Using the entries that follow, report the number of lines that include the string "matches", without any other text.

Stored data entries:

* * * * * * *

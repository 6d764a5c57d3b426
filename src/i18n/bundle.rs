//! Message resolution backed by per-locale Fluent bundles.
//!
//! Each locale's messages live in `<dir>/<locale>/<basename>.ftl`. The
//! baseline English bundle is mandatory; bundles for other supported locales
//! are optional.
//!
//! Positional arguments reach Fluent as the variables `$arg0`, `$arg1`, ...

use crate::i18n::{Locale, LocaleRegistry};
use async_trait::async_trait;
use fluent_bundle::concurrent::FluentBundle;
use fluent_bundle::{FluentArgs, FluentResource};
use std::collections::HashMap;
use std::fmt;
use std::path::{Path, PathBuf};
use thiserror::Error;
use tracing::{debug, info, warn};

/// No translation exists for a key in the requested locale.
#[derive(Debug, Clone, PartialEq, Eq, Error)]
#[error("no message found under key '{key}' for locale '{locale}'")]
pub struct MessageNotFound {
    pub key: String,
    pub locale: Locale,
}

/// Errors raised while loading resource bundles.
#[derive(Debug, Error)]
pub enum BundleError {
    #[error("failed to read bundle {path}: {source}")]
    Io {
        path: PathBuf,
        #[source]
        source: std::io::Error,
    },

    #[error("invalid Fluent resource {origin}: {}", .errors.join("; "))]
    Invalid { origin: String, errors: Vec<String> },

    #[error("baseline bundle is missing: {0}")]
    MissingBaseline(PathBuf),
}

/// Maps a message key to localized text.
///
/// Implementations look only in the bundle of the given locale; falling back
/// to other locales is the caller's decision.
#[async_trait]
pub trait MessageResolver: Send + Sync {
    /// Resolve `key` for `locale`, interpolating `args` positionally.
    async fn resolve(
        &self,
        key: &str,
        args: &[String],
        locale: &Locale,
    ) -> Result<String, MessageNotFound>;
}

/// In-memory Fluent bundles, one per locale.
///
/// Read-only after construction; share it behind an `Arc`.
#[derive(Default)]
pub struct ResourceBundles {
    bundles: HashMap<Locale, FluentBundle<FluentResource>>,
}

impl ResourceBundles {
    pub fn new() -> Self {
        Self::default()
    }

    /// Parse `source` as Fluent and add its messages to `locale`'s bundle.
    ///
    /// `origin` names the source in errors (usually a file path).
    pub fn add_source(
        &mut self,
        locale: &Locale,
        origin: &str,
        source: impl Into<String>,
    ) -> Result<(), BundleError> {
        let resource =
            FluentResource::try_new(source.into()).map_err(|(_, errors)| BundleError::Invalid {
                origin: origin.to_string(),
                errors: errors.iter().map(ToString::to_string).collect(),
            })?;

        let bundle = self.bundles.entry(locale.clone()).or_insert_with(|| {
            let mut bundle = FluentBundle::new_concurrent(vec![locale.language_identifier()]);
            // Unicode isolation marks would end up in the JSON text
            bundle.set_use_isolating(false);
            bundle
        });

        bundle
            .add_resource(resource)
            .map_err(|errors| BundleError::Invalid {
                origin: origin.to_string(),
                errors: errors.iter().map(ToString::to_string).collect(),
            })
    }

    /// Builder form of [`add_source`](Self::add_source) for inline sources.
    pub fn with_source(mut self, locale: Locale, source: &str) -> Result<Self, BundleError> {
        let origin = format!("<inline {}>", locale);
        self.add_source(&locale, &origin, source)?;
        Ok(self)
    }

    /// Load one bundle per supported locale from `dir`.
    ///
    /// # Returns
    /// * `Ok(ResourceBundles)` when at least the baseline bundle was read
    /// * `Err(BundleError)` if the baseline bundle is missing or any existing
    ///   bundle cannot be read or parsed
    pub fn load_dir(
        dir: impl AsRef<Path>,
        basename: &str,
        registry: &LocaleRegistry,
    ) -> Result<Self, BundleError> {
        let dir = dir.as_ref();
        let mut bundles = Self::new();

        for locale in registry.locales() {
            let path = dir.join(locale.code()).join(format!("{}.ftl", basename));
            if !path.is_file() {
                if locale.is_baseline() {
                    return Err(BundleError::MissingBaseline(path));
                }
                warn!(
                    locale = %locale,
                    path = %path.display(),
                    "No bundle for supported locale, messages will fall back to baseline"
                );
                continue;
            }

            let source = std::fs::read_to_string(&path).map_err(|source| BundleError::Io {
                path: path.clone(),
                source,
            })?;
            bundles.add_source(locale, &path.display().to_string(), source)?;
            debug!(locale = %locale, path = %path.display(), "Loaded message bundle");
        }

        let loaded: Vec<&str> = bundles.locales().map(Locale::code).collect();
        info!(locales = ?loaded, "Message bundles ready");
        Ok(bundles)
    }

    /// Check whether `locale`'s bundle defines `key`.
    pub fn contains(&self, locale: &Locale, key: &str) -> bool {
        self.bundles
            .get(locale)
            .is_some_and(|bundle| bundle.has_message(key))
    }

    /// Locales that have a bundle.
    pub fn locales(&self) -> impl Iterator<Item = &Locale> {
        self.bundles.keys()
    }
}

impl fmt::Debug for ResourceBundles {
    fn fmt(&self, f: &mut fmt::Formatter<'_>) -> fmt::Result {
        f.debug_struct("ResourceBundles")
            .field("locales", &self.locales().collect::<Vec<_>>())
            .finish()
    }
}

#[async_trait]
impl MessageResolver for ResourceBundles {
    async fn resolve(
        &self,
        key: &str,
        args: &[String],
        locale: &Locale,
    ) -> Result<String, MessageNotFound> {
        let not_found = || MessageNotFound {
            key: key.to_string(),
            locale: locale.clone(),
        };

        let bundle = self.bundles.get(locale).ok_or_else(not_found)?;
        let pattern = bundle
            .get_message(key)
            .and_then(|message| message.value())
            .ok_or_else(not_found)?;

        let mut fluent_args = FluentArgs::new();
        for (index, arg) in args.iter().enumerate() {
            fluent_args.set(format!("arg{}", index), arg.as_str());
        }

        let mut errors = Vec::new();
        let text = bundle.format_pattern(pattern, Some(&fluent_args), &mut errors);
        if !errors.is_empty() {
            debug!(key = key, locale = %locale, errors = ?errors, "Message formatted with errors");
        }
        Ok(text.into_owned())
    }
}

#[cfg(test)]
mod tests {
    use super::*;
    use crate::error::ErrorType;
    use crate::validation::{Constraint, INVALID_PARAMETER_KEY, UNREADABLE_BODY_KEY};
    use std::fs;
    use tempfile::TempDir;

    fn french() -> Locale {
        Locale::from_tag("fr").unwrap()
    }

    fn args(values: &[&str]) -> Vec<String> {
        values.iter().map(|v| v.to_string()).collect()
    }

    fn write_bundle(root: &Path, code: &str, source: &str) {
        let dir = root.join(code);
        fs::create_dir_all(&dir).unwrap();
        fs::write(dir.join("msgs.ftl"), source).unwrap();
    }

    // ==================== Formatting Tests ====================

    #[tokio::test]
    async fn test_resolve_positional_args() {
        let bundles = ResourceBundles::new()
            .with_source(
                Locale::ENGLISH,
                "not-found = The { $arg0 } { $arg1 } was not found; { $arg0 } lookup failed.",
            )
            .unwrap();
        let text = bundles
            .resolve("not-found", &args(&["order", "42"]), &Locale::ENGLISH)
            .await
            .unwrap();
        assert_eq!(text, "The order 42 was not found; order lookup failed.");
    }

    #[tokio::test]
    async fn test_resolve_has_no_isolation_marks() {
        let bundles = ResourceBundles::new()
            .with_source(french(), "greeting = Bonjour { $arg0 }")
            .unwrap();
        let text = bundles
            .resolve("greeting", &args(&["Alice"]), &french())
            .await
            .unwrap();
        assert_eq!(text, "Bonjour Alice");
    }

    #[tokio::test]
    async fn test_resolve_keeps_numeric_arguments_verbatim() {
        let bundles = ResourceBundles::new()
            .with_source(Locale::ENGLISH, "min = must be at least { $arg0 }")
            .unwrap();
        let text = bundles
            .resolve("min", &args(&["10000"]), &Locale::ENGLISH)
            .await
            .unwrap();
        assert_eq!(text, "must be at least 10000");
    }

    #[tokio::test]
    async fn test_resolve_missing_argument_still_formats() {
        let bundles = ResourceBundles::new()
            .with_source(Locale::ENGLISH, "pair = { $arg0 } and { $arg3 }")
            .unwrap();
        let text = bundles
            .resolve("pair", &args(&["a"]), &Locale::ENGLISH)
            .await
            .unwrap();
        assert!(text.starts_with("a and "));
        assert!(text.contains("arg3"));
    }

    #[tokio::test]
    async fn test_resolve_apostrophes_are_literal() {
        let bundles = ResourceBundles::new()
            .with_source(french(), "exists = L'{ $arg0 } existe déjà")
            .unwrap();
        let text = bundles.resolve("exists", &args(&["email"]), &french()).await.unwrap();
        assert_eq!(text, "L'email existe déjà");
    }

    // ==================== Resolver Tests ====================

    #[tokio::test]
    async fn test_resolve_does_not_fall_back() {
        let bundles = ResourceBundles::new()
            .with_source(Locale::ENGLISH, "greeting = Hello")
            .unwrap();
        let err = bundles
            .resolve("greeting", &[], &french())
            .await
            .expect_err("Should not fall back to English");
        assert_eq!(err.key, "greeting");
        assert_eq!(err.locale, french());
        assert_eq!(
            err.to_string(),
            "no message found under key 'greeting' for locale 'fr'"
        );
    }

    #[tokio::test]
    async fn test_resolve_unknown_key() {
        let bundles = ResourceBundles::new()
            .with_source(Locale::ENGLISH, "greeting = Hello")
            .unwrap();
        assert!(bundles.resolve("farewell", &[], &Locale::ENGLISH).await.is_err());
    }

    #[test]
    fn test_sources_extend_the_same_bundle() {
        let bundles = ResourceBundles::new()
            .with_source(Locale::ENGLISH, "a = 1")
            .and_then(|b| b.with_source(Locale::ENGLISH, "b = 2"))
            .unwrap();
        assert!(bundles.contains(&Locale::ENGLISH, "a"));
        assert!(bundles.contains(&Locale::ENGLISH, "b"));
        assert!(!bundles.contains(&french(), "a"));
        assert_eq!(bundles.locales().count(), 1);
    }

    #[test]
    fn test_syntax_error_is_rejected() {
        let result = ResourceBundles::new().with_source(Locale::ENGLISH, "ok = 1\n= orphan value");
        match result {
            Err(BundleError::Invalid { origin, errors }) => {
                assert_eq!(origin, "<inline en>");
                assert!(!errors.is_empty());
            }
            other => panic!("Expected invalid resource, got {:?}", other),
        }
    }

    #[test]
    fn test_duplicate_message_is_rejected() {
        let result = ResourceBundles::new()
            .with_source(Locale::ENGLISH, "a = 1")
            .and_then(|b| b.with_source(Locale::ENGLISH, "a = 2"));
        assert!(matches!(result, Err(BundleError::Invalid { .. })));
    }

    // ==================== load_dir Tests ====================

    #[test]
    fn test_load_dir_reads_supported_bundles() {
        let temp_dir = TempDir::new().unwrap();
        write_bundle(temp_dir.path(), "en", "k = English");
        write_bundle(temp_dir.path(), "fr", "k = Français");
        write_bundle(temp_dir.path(), "de", "k = Deutsch");

        let registry = LocaleRegistry::new(["en", "fr", "ru"]).unwrap();
        let bundles = ResourceBundles::load_dir(temp_dir.path(), "msgs", &registry)
            .expect("Should load");

        assert!(bundles.contains(&Locale::ENGLISH, "k"));
        assert!(bundles.contains(&french(), "k"));
        // Unsupported bundles are never read, missing optional ones are skipped
        assert!(!bundles.contains(&Locale::from_tag("de").unwrap(), "k"));
        assert_eq!(bundles.locales().count(), 2);
    }

    #[test]
    fn test_load_dir_requires_baseline() {
        let temp_dir = TempDir::new().unwrap();
        write_bundle(temp_dir.path(), "fr", "k = Français");

        let registry = LocaleRegistry::new(["en", "fr"]).unwrap();
        let result = ResourceBundles::load_dir(temp_dir.path(), "msgs", &registry);
        assert!(matches!(result, Err(BundleError::MissingBaseline(_))));
    }

    #[test]
    fn test_load_dir_reports_file_in_parse_errors() {
        let temp_dir = TempDir::new().unwrap();
        write_bundle(temp_dir.path(), "en", "broken = { $arg0");

        let registry = LocaleRegistry::new(["en"]).unwrap();
        let err = ResourceBundles::load_dir(temp_dir.path(), "msgs", &registry)
            .expect_err("Should reject broken bundle");
        assert!(err.to_string().contains("msgs.ftl"));
    }

    #[test]
    fn test_shipped_bundles_define_every_key() {
        let dir = Path::new(env!("CARGO_MANIFEST_DIR")).join("messages");
        let registry = LocaleRegistry::default();
        let bundles = ResourceBundles::load_dir(dir, "error_messages", &registry)
            .expect("Shipped bundles should load");

        let keys = ErrorType::ALL
            .iter()
            .flat_map(|t| [t.message_key(), t.title_key()])
            .chain(Constraint::ALL.iter().map(|c| c.message_key()))
            .chain([UNREADABLE_BODY_KEY, INVALID_PARAMETER_KEY]);

        for key in keys {
            for locale in registry.locales() {
                assert!(
                    bundles.contains(locale, key),
                    "missing '{}' for {}",
                    key,
                    locale
                );
            }
        }
    }
}
//! Locale middleware: resolves the caller's locale and localizes errors.
//!
//! Runs around every route. Before the handler it attaches a
//! [`RequestContext`] with the resolved locale; after the handler it takes a
//! raised [`ApiError`] out of the response (so it is rendered exactly once)
//! and replaces the response with the localized problem document.

use crate::api::AppState;
use crate::context::RequestContext;
use crate::error::ApiError;
use crate::i18n::accept_language;
use axum::extract::{Request, State};
use axum::http::header::ACCEPT_LANGUAGE;
use axum::middleware::Next;
use axum::response::{IntoResponse, Response};
use tracing::{debug, warn};

pub async fn locale_middleware(State(state): State<AppState>, mut request: Request, next: Next) -> Response {
    let header = request.headers().get(ACCEPT_LANGUAGE).and_then(|value| match value.to_str() {
        Ok(text) => Some(text),
        Err(_) => {
            warn!("Accept-Language header is not valid ASCII, ignoring it");
            None
        }
    });
    let locale = accept_language::resolve(header, &state.registry);
    debug!(locale = %locale, "Resolved request locale");

    let context = RequestContext::new(locale);
    context.clone().attach(request.extensions_mut());

    let mut response = next.run(request).await;

    match response.extensions_mut().remove::<ApiError>() {
        Some(error) => state.translator.translate(&error, &context).await.into_response(),
        None => response,
    }
}
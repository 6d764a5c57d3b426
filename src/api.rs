//! HTTP routes and shared application state.

use crate::context::RequestContext;
use crate::error::{ApiError, ErrorType, LocalizedError};
use crate::i18n::LocaleRegistry;
use crate::middleware::locale_middleware;
use crate::problem::FieldViolation;
use crate::translator::ProblemTranslator;
use crate::validation::{TestRequest, INVALID_PARAMETER_KEY, UNREADABLE_BODY_KEY};
use axum::extract::rejection::{JsonRejection, QueryRejection};
use axum::extract::{Query, State};
use axum::http::StatusCode;
use axum::routing::{get, post};
use axum::{middleware, Json, Router};
use serde::Deserialize;
use std::sync::Arc;
use tower_http::trace::TraceLayer;
use tracing::{debug, info};

/// Read-only state shared by all requests.
#[derive(Clone)]
pub struct AppState {
    pub registry: Arc<LocaleRegistry>,
    pub translator: Arc<ProblemTranslator>,
}

impl AppState {
    pub fn new(registry: LocaleRegistry, translator: ProblemTranslator) -> Self {
        Self {
            registry: Arc::new(registry),
            translator: Arc::new(translator),
        }
    }
}

/// Build the application router with the locale middleware installed.
pub fn router(state: AppState) -> Router {
    Router::new()
        .route("/health", get(health))
        .route("/v1/test", post(test_endpoint))
        .layer(middleware::from_fn_with_state(state.clone(), locale_middleware))
        .layer(TraceLayer::new_for_http())
        .with_state(state)
}

async fn health() -> &'static str {
    "OK"
}

#[derive(Debug, Deserialize)]
#[serde(rename_all = "camelCase")]
struct TestParams {
    throw_exception: bool,
}

/// Validate the body; when valid and `throwException=true`, raise the default
/// business error.
async fn test_endpoint(
    State(state): State<AppState>,
    context: RequestContext,
    params: Result<Query<TestParams>, QueryRejection>,
    body: Result<Json<TestRequest>, JsonRejection>,
) -> Result<StatusCode, ApiError> {
    let translator = &state.translator;
    let locale = context.locale();
    let mut violations = Vec::new();

    let throw_exception = match params {
        Ok(Query(params)) => params.throw_exception,
        Err(rejection) => {
            debug!(error = %rejection.body_text(), "Rejected query parameters");
            let reason = translator.resolve_text(INVALID_PARAMETER_KEY, &[], locale).await;
            violations.push(FieldViolation::new("throwException", reason));
            false
        }
    };

    match body {
        Ok(Json(request)) => {
            let today = chrono::Local::now().date_naive();
            for rule in request.validate(today) {
                let reason = translator
                    .resolve_text(rule.constraint.message_key(), &rule.arguments, locale)
                    .await;
                violations.push(FieldViolation::new(rule.field, reason));
            }
        }
        Err(rejection) => {
            debug!(error = %rejection.body_text(), "Rejected request body");
            let reason = translator.resolve_text(UNREADABLE_BODY_KEY, &[], locale).await;
            violations.push(FieldViolation::new("body", reason));
        }
    }

    if !violations.is_empty() {
        info!(violations = violations.len(), locale = %locale, "Request validation failed");
        return Err(ApiError::Validation(violations));
    }

    if throw_exception {
        return Err(LocalizedError::new(ErrorType::DefaultBusinessError).into());
    }

    Ok(StatusCode::OK)
}
use anyhow::{Context, Result};
use localized_problems::api::{self, AppState};
use localized_problems::config::Config;
use localized_problems::error::ErrorType;
use localized_problems::i18n::{Locale, LocaleRegistry, ResourceBundles};
use localized_problems::translator::ProblemTranslator;
use std::net::SocketAddr;
use std::sync::Arc;
use tracing::{info, warn};

#[tokio::main]
async fn main() -> Result<()> {
    // Load .env file (ignored in production)
    let _ = dotenvy::dotenv();

    // Initialize logging
    tracing_subscriber::fmt()
        .with_env_filter(
            tracing_subscriber::EnvFilter::from_default_env()
                .add_directive("localized_problems=info".parse()?),
        )
        .init();

    info!("Starting localized problems service");

    // Load configuration from environment
    let config = Config::from_env()?;

    let registry = LocaleRegistry::new(&config.supported_locales)
        .context("Invalid SUPPORTED_LOCALES")?;
    info!(
        "Supported locales: {}",
        registry
            .locales()
            .iter()
            .map(|l| l.code())
            .collect::<Vec<_>>()
            .join(", ")
    );

    let bundles = ResourceBundles::load_dir(&config.messages_dir, &config.messages_basename, &registry)
        .with_context(|| format!("Failed to load message bundles from {}", config.messages_dir))?;

    // Missing baseline keys degrade to the generic fallback text
    for error_type in ErrorType::ALL {
        for key in [error_type.message_key(), error_type.title_key()] {
            if !bundles.contains(&Locale::ENGLISH, key) {
                warn!(key = key, "Baseline bundle has no message for error classification");
            }
        }
    }

    let translator =
        ProblemTranslator::new(Arc::new(bundles)).with_type_base_uri(&config.problem_type_base_uri);
    let app = api::router(AppState::new(registry, translator));

    let addr = SocketAddr::from(([0, 0, 0, 0], config.port));
    let listener = tokio::net::TcpListener::bind(addr)
        .await
        .with_context(|| format!("Failed to bind {}", addr))?;

    info!("Listening on {}", addr);
    axum::serve(listener, app).await?;

    Ok(())
}
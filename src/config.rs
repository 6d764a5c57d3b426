use crate::i18n::default_locales;
use crate::problem::DEFAULT_TYPE_BASE_URI;
use anyhow::{bail, Context, Result};

#[derive(Debug, Clone)]
pub struct Config {
    // Server
    pub port: u16,

    // Locales
    pub supported_locales: Vec<String>,

    // Message bundles
    pub messages_dir: String,
    pub messages_basename: String,

    // Problem documents
    pub problem_type_base_uri: String,
}

impl Config {
    pub fn from_env() -> Result<Self> {
        let port = match std::env::var("PORT") {
            Ok(value) => value
                .trim()
                .parse()
                .with_context(|| format!("PORT must be a valid port number, got '{}'", value))?,
            Err(_) => 8080,
        };

        let supported_locales = std::env::var("SUPPORTED_LOCALES")
            .map(|value| parse_locale_list(&value))
            .unwrap_or_else(|_| default_locales().iter().map(|s| s.to_string()).collect());
        if supported_locales.is_empty() {
            bail!("SUPPORTED_LOCALES must list at least one locale");
        }

        Ok(Self {
            port,
            supported_locales,

            // Message bundles
            messages_dir: std::env::var("MESSAGES_DIR").unwrap_or_else(|_| "messages".to_string()),
            messages_basename: std::env::var("MESSAGES_BASENAME")
                .unwrap_or_else(|_| "error_messages".to_string()),

            // Problem documents
            problem_type_base_uri: std::env::var("PROBLEM_TYPE_BASE_URI")
                .unwrap_or_else(|_| DEFAULT_TYPE_BASE_URI.to_string()),
        })
    }
}

/// Split a comma-separated locale list, dropping empty entries.
fn parse_locale_list(value: &str) -> Vec<String> {
    value
        .split(',')
        .map(str::trim)
        .filter(|s| !s.is_empty())
        .map(str::to_string)
        .collect()
}
//! Problem translator: turns raised errors into localized problem documents.
//!
//! Text is resolved through an ordered list of attempts: the requested
//! locale, then the English baseline, then a fixed literal. A missing
//! translation is logged and recovered, never returned as an error.

use crate::context::RequestContext;
use crate::error::{ApiError, ErrorType, LocalizedError};
use crate::i18n::{Locale, MessageNotFound, MessageResolver};
use crate::problem::{FieldViolation, ProblemBuilder, ProblemDocument, DEFAULT_TYPE_BASE_URI};
use axum::http::StatusCode;
use std::sync::Arc;
use tracing::{error, info, warn};

/// Detail used when no bundle has the message.
pub const FALLBACK_DETAIL: &str = "An unexpected error occurred.";

/// Title used when no bundle has the message.
pub const FALLBACK_TITLE: &str = "Error";

pub const VALIDATION_TITLE: &str = "Validation Error";
pub const VALIDATION_DETAIL: &str = "Validation failed.";

/// Resolved title/detail pair.
#[derive(Debug, Clone, PartialEq, Eq)]
pub struct LocalizedText {
    pub title: String,
    pub detail: String,
}

impl LocalizedText {
    fn fallback() -> Self {
        Self {
            title: FALLBACK_TITLE.to_string(),
            detail: FALLBACK_DETAIL.to_string(),
        }
    }
}

/// Builds problem documents from raised errors.
///
/// Holds only read-only collaborators and is shared by all requests.
pub struct ProblemTranslator {
    resolver: Arc<dyn MessageResolver>,
    type_base_uri: String,
}

impl ProblemTranslator {
    pub fn new(resolver: Arc<dyn MessageResolver>) -> Self {
        Self {
            resolver,
            type_base_uri: DEFAULT_TYPE_BASE_URI.to_string(),
        }
    }

    pub fn with_type_base_uri(mut self, base: impl Into<String>) -> Self {
        self.type_base_uri = base.into();
        self
    }

    /// Translate any handler error using the request's context.
    pub async fn translate(&self, error: &ApiError, context: &RequestContext) -> ProblemDocument {
        match error {
            ApiError::Localized(localized) => self.translate_localized(localized, context.locale()).await,
            ApiError::Validation(violations) => self.translate_violations(violations.clone()),
            ApiError::Internal(cause) => {
                error!(error = ?cause, "Unhandled error while processing request");
                let internal = LocalizedError::new(ErrorType::InternalError);
                self.translate_localized(&internal, context.locale()).await
            }
        }
    }

    /// Typed error path: localize title and detail, then assemble.
    pub async fn translate_localized(&self, error: &LocalizedError, locale: &Locale) -> ProblemDocument {
        let text = self.localize(error, locale).await;
        ProblemBuilder::new(error.status(), text.detail)
            .title(text.title)
            .type_base_uri(&self.type_base_uri)
            .build()
    }

    /// Structural validation path: fixed 400 document listing the violations
    /// in the order they were reported.
    pub fn translate_violations(&self, violations: Vec<FieldViolation>) -> ProblemDocument {
        info!(violations = violations.len(), "Handling request validation failure");
        ProblemBuilder::new(StatusCode::BAD_REQUEST, VALIDATION_DETAIL)
            .title(VALIDATION_TITLE)
            .errors(violations)
            .type_base_uri(&self.type_base_uri)
            .build()
    }

    /// Resolve the title/detail pair of `error` for `locale`.
    ///
    /// Title and detail fall back together: if either key is missing for a
    /// locale, both are taken from the next attempt.
    pub async fn localize(&self, error: &LocalizedError, locale: &Locale) -> LocalizedText {
        for candidate in fallback_chain(locale) {
            match self.resolve_pair(error, &candidate).await {
                Ok(text) => return text,
                Err(missing) => warn!(
                    key = %missing.key,
                    locale = %missing.locale,
                    message_key = error.message_key(),
                    "Localized message not found, trying next fallback"
                ),
            }
        }

        warn!(
            message_key = error.message_key(),
            "No bundle has the message, returning default text"
        );
        LocalizedText::fallback()
    }

    /// Resolve a single key with the same requested-then-baseline chain.
    ///
    /// Returns `None` when no bundle has the key.
    pub async fn resolve_text(&self, key: &str, args: &[String], locale: &Locale) -> Option<String> {
        for candidate in fallback_chain(locale) {
            match self.resolver.resolve(key, args, &candidate).await {
                Ok(text) => return Some(text),
                Err(missing) => warn!(
                    key = %missing.key,
                    locale = %missing.locale,
                    "Localized message not found, trying next fallback"
                ),
            }
        }
        None
    }

    async fn resolve_pair(&self, error: &LocalizedError, locale: &Locale) -> Result<LocalizedText, MessageNotFound> {
        let args = error.arguments();
        let detail = self.resolver.resolve(error.message_key(), args, locale).await?;
        let title = self.resolver.resolve(error.title_key(), args, locale).await?;
        Ok(LocalizedText { title, detail })
    }
}

/// Locales to try, in order.
fn fallback_chain(requested: &Locale) -> Vec<Locale> {
    let mut chain = vec![requested.clone()];
    if !requested.is_baseline() {
        chain.push(Locale::ENGLISH);
    }
    chain
}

* * * * * * *

** SOLVED PROBLEM **
2